▶ **Problem details**
Comb through the entries for "CourseAnalytics" and pull out each line that holds it.

** Opening Data shown block **

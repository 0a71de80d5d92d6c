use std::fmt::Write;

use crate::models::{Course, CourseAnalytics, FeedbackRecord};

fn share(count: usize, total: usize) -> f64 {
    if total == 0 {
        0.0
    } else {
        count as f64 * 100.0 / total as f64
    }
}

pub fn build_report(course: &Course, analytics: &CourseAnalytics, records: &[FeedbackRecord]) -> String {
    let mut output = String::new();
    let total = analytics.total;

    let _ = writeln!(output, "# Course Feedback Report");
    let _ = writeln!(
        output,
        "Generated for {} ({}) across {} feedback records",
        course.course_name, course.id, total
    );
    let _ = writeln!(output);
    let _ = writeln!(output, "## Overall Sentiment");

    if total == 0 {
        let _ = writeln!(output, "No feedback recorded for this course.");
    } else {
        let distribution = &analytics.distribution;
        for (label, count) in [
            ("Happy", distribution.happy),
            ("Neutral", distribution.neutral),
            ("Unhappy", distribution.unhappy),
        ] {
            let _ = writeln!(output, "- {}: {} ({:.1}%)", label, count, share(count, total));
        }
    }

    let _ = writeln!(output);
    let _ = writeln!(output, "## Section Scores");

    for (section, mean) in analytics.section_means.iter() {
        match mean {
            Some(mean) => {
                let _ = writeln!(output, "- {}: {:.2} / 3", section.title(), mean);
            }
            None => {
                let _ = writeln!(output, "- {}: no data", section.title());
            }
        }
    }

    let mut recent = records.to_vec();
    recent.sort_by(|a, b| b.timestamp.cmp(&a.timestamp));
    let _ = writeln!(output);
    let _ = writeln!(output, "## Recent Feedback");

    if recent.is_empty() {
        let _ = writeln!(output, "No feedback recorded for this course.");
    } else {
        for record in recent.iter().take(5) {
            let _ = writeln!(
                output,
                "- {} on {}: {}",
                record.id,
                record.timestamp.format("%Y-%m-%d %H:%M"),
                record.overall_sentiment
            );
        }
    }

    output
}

** Closing Data shown block **

▶ **Response area**
use crate::models::{Course, CourseAnalytics, FeedbackRecord};
pub fn build_report(course: &Course, analytics: &CourseAnalytics, records: &[FeedbackRecord]) -> String {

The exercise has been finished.